What does a personal bankruptcy filing do?
A personal bankruptcy, just like a corporate bankruptcy, usually puts a freeze on all pending litigation or attempts by creditors to collect on a debt. Given that, it is not too surprising that Mr. Giuliani filed for bankruptcy a day after a federal judge ordered him to begin making payments on the damages awarded to the former election workers. A filing can impair a person’s credit rating, making it hard for them to get a loan or buy property later.
What is the benefit of filing for bankruptcy?
Individuals file for bankruptcy when their debts exceed their assets and they see little hope of reversing that situation anytime soon. A bankruptcy filing is intended to provide breathing room for individuals to get their affairs in order and, usually, to develop a plan to pay creditors.
The goal of a bankruptcy is to give a debtor a “fresh start,” so that the individual is not weighed down by those liabilities forever. In the case of Mr. Giuliani, court papers broadly valued his assets at $1 million to $10 million and his debts at nearly $153 million.
Who are creditors in a personal bankruptcy?
Creditors are people, institutions or businesses to whom the individual owes money. In a bankruptcy filing, claims by creditors are usually ranked in order of who gets paid first. So-called secured creditors, who potentially top that list, are businesses or people who have a claim against a debtor that involves property. In a personal bankruptcy, the most common secured creditor is a bank holding a mortgage on a property.

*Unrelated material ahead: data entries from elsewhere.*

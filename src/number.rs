// Copyright (c) Microsoft Corporation.
// Licensed under the MIT License.
#![allow(
    clippy::float_cmp,
    clippy::as_conversions,
    clippy::option_if_let_else,
    clippy::pattern_type_mismatch
)]

use core::cmp::Ordering;
use core::fmt::{Debug, Formatter};
use core::str::FromStr;

use serde::ser::Serializer;
use serde::Serialize;

const F64_SAFE_INTEGER: f64 = 9_007_199_254_740_992.0; // 2^53

// Relative tolerance used when checking float divisibility.
const MULTIPLE_EPSILON: f64 = 1e-9;

#[derive(Clone, Copy)]
pub enum Number {
    UInt(u64),
    Int(i64),
    Float(f64),
}

impl Number {
    fn as_i128(&self) -> Option<i128> {
        match self {
            Number::UInt(v) => Some(*v as i128),
            Number::Int(v) => Some(*v as i128),
            Number::Float(_) => None,
        }
    }

    fn from_i128(value: i128) -> Option<Self> {
        if value >= 0 {
            u64::try_from(value).ok().map(Number::UInt)
        } else {
            i64::try_from(value).ok().map(Number::Int)
        }
    }

    /// Lossy conversion; infinities and NaN pass through.
    pub fn to_f64(&self) -> f64 {
        match self {
            Number::UInt(v) => *v as f64,
            Number::Int(v) => *v as f64,
            Number::Float(v) => *v,
        }
    }

    pub fn as_u64(&self) -> Option<u64> {
        match self {
            Number::UInt(v) => Some(*v),
            Number::Int(v) => u64::try_from(*v).ok(),
            Number::Float(f) if f.fract() == 0.0 && *f >= 0.0 && *f <= F64_SAFE_INTEGER => {
                Some(*f as u64)
            }
            _ => None,
        }
    }

    pub fn as_i64(&self) -> Option<i64> {
        match self {
            Number::UInt(v) => i64::try_from(*v).ok(),
            Number::Int(v) => Some(*v),
            Number::Float(f) if f.fract() == 0.0 && f.abs() <= F64_SAFE_INTEGER => Some(*f as i64),
            _ => None,
        }
    }

    pub fn as_f64(&self) -> Option<f64> {
        match self {
            Number::Float(f) if f.is_finite() => Some(*f),
            Number::UInt(v) if *v <= F64_SAFE_INTEGER as u64 => Some(*v as f64),
            Number::Int(v) if (*v as i128).abs() <= F64_SAFE_INTEGER as i128 => Some(*v as f64),
            _ => None,
        }
    }

    pub fn is_integer(&self) -> bool {
        match self {
            Number::UInt(_) | Number::Int(_) => true,
            Number::Float(f) => f.is_finite() && f.fract() == 0.0,
        }
    }

    pub fn is_float(&self) -> bool {
        matches!(self, Number::Float(_))
    }

    pub fn is_finite(&self) -> bool {
        match self {
            Number::Float(f) => f.is_finite(),
            _ => true,
        }
    }

    pub fn is_nan(&self) -> bool {
        matches!(self, Number::Float(f) if f.is_nan())
    }

    /// Converts an integral float into an integer representation.
    pub fn to_integer(&self) -> Option<Number> {
        match self {
            Number::Float(f) if f.is_finite() && f.fract() == 0.0 => {
                if f.abs() <= F64_SAFE_INTEGER {
                    Number::from_i128(*f as i128)
                } else {
                    None
                }
            }
            Number::Float(_) => None,
            n => Some(*n),
        }
    }

    /// Whether `self` is an integral multiple of `divisor`.
    pub fn is_multiple_of(&self, divisor: &Number) -> bool {
        if let (Some(a), Some(b)) = (self.as_i128(), divisor.as_i128()) {
            return b != 0 && a % b == 0;
        }

        let (a, b) = (self.to_f64(), divisor.to_f64());
        if b == 0.0 || !a.is_finite() || !b.is_finite() {
            return false;
        }
        let q = a / b;
        (q - q.round()).abs() <= MULTIPLE_EPSILON * q.abs().max(1.0)
    }

    pub fn format_decimal(&self) -> String {
        match self {
            Number::UInt(v) => v.to_string(),
            Number::Int(v) => v.to_string(),
            Number::Float(f) => {
                if f.is_nan() {
                    "NaN".to_string()
                } else if f.is_infinite() {
                    if *f > 0.0 { "inf" } else { "-inf" }.to_string()
                } else {
                    f.to_string()
                }
            }
        }
    }
}

impl Debug for Number {
    fn fmt(&self, f: &mut Formatter<'_>) -> core::fmt::Result {
        f.write_str(&self.format_decimal())
    }
}

impl core::fmt::Display for Number {
    fn fmt(&self, f: &mut Formatter<'_>) -> core::fmt::Result {
        f.write_str(&self.format_decimal())
    }
}

impl Serialize for Number {
    fn serialize<S>(&self, serializer: S) -> Result<S::Ok, S::Error>
    where
        S: Serializer,
    {
        match self {
            Number::UInt(v) => serializer.serialize_u64(*v),
            Number::Int(v) => serializer.serialize_i64(*v),
            Number::Float(v) => serializer.serialize_f64(*v),
        }
    }
}

impl From<u64> for Number {
    fn from(value: u64) -> Self {
        Number::UInt(value)
    }
}

impl From<u32> for Number {
    fn from(value: u32) -> Self {
        Number::UInt(value as u64)
    }
}

impl From<usize> for Number {
    fn from(value: usize) -> Self {
        Number::UInt(value as u64)
    }
}

impl From<i64> for Number {
    fn from(value: i64) -> Self {
        if value >= 0 {
            Number::UInt(value as u64)
        } else {
            Number::Int(value)
        }
    }
}

impl From<i32> for Number {
    fn from(value: i32) -> Self {
        Number::from(value as i64)
    }
}

impl From<f64> for Number {
    fn from(value: f64) -> Self {
        Number::Float(value)
    }
}

#[derive(Debug, PartialEq, Eq)]
pub struct ParseNumberError;

impl FromStr for Number {
    type Err = ParseNumberError;

    fn from_str(s: &str) -> Result<Self, Self::Err> {
        let trimmed = s.trim();
        if trimmed.is_empty() {
            return Err(ParseNumberError);
        }

        if let Ok(v) = trimmed.parse::<u64>() {
            return Ok(Number::UInt(v));
        }
        if let Ok(v) = trimmed.parse::<i64>() {
            return Ok(Number::from(v));
        }

        trimmed
            .parse::<f64>()
            .map(Number::Float)
            .map_err(|_| ParseNumberError)
    }
}

impl PartialEq for Number {
    fn eq(&self, other: &Self) -> bool {
        if let (Some(a), Some(b)) = (self.as_i128(), other.as_i128()) {
            return a == b;
        }

        // NaN equals itself so that `Eq` agrees with `Ord`.
        let a = self.to_f64();
        let b = other.to_f64();
        match (a.is_nan(), b.is_nan()) {
            (false, false) => a == b,
            (nan_a, nan_b) => nan_a && nan_b,
        }
    }
}

impl Eq for Number {}

impl Ord for Number {
    fn cmp(&self, other: &Self) -> Ordering {
        if let (Some(a), Some(b)) = (self.as_i128(), other.as_i128()) {
            return a.cmp(&b);
        }

        // NaN sorts after every other number.
        let a = self.to_f64();
        let b = other.to_f64();
        match (a.is_nan(), b.is_nan()) {
            (true, true) => Ordering::Equal,
            (true, false) => Ordering::Greater,
            (false, true) => Ordering::Less,
            (false, false) => a.partial_cmp(&b).unwrap_or(Ordering::Equal),
        }
    }
}

impl PartialOrd for Number {
    fn partial_cmp(&self, other: &Self) -> Option<Ordering> {
        Some(self.cmp(other))
    }
}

All other claims in a bankruptcy are considered to be unsecured, but some are deemed as having “priority” status when it comes to getting paid. Typically, any taxes owed by an individual are classified as priority creditor claims. Mr. Giuliani, in his filing, reported owing nearly $1 million in income taxes to the Internal Revenue Service and New York State.
Most debts owed by an individual will be listed as unsecured claims without priority status.
Mr. Giuliani did not list any secured claims. His filing listed a number of unsecured, non-priority debts including the $148 million jury award. He also listed debts of roughly $3 million owed to lawyers as non-priority unsecured claims.
What happens to a person’s debts in bankruptcy?
Some personal bankruptcies result in the formulation of a payment plan in which an individual will make payments to certain creditors at a reduced rate. Typically, creditors included in a payment plan will get only a portion of what they are owed.
Some debts in bankruptcy can be discharged — meaning the person is not obligated to make payments on them. These often include credit card debt, medical debt and loans not secured by property.
A mortgage can be discharged in some bankruptcies, but usually debtors could lose the title to their home. The same applies to a car loan. Child support, student loan payments, criminal penalties and income taxes usually cannot be discharged in bankruptcy.
Some civil judgments can be partially discharged. But a judgment involving an act of malice may not be discharged, and in Mr. Giuliani’s case, the jury award in favor of the former election workers may fall into that category.
Lindsey Simon, a professor at Emory University’s School of Law who specialized in bankruptcy, said Mr. Giuliani probably would not be able to discharge the jury award. But she said the bankruptcy filing could give him time “to cut some settlement.”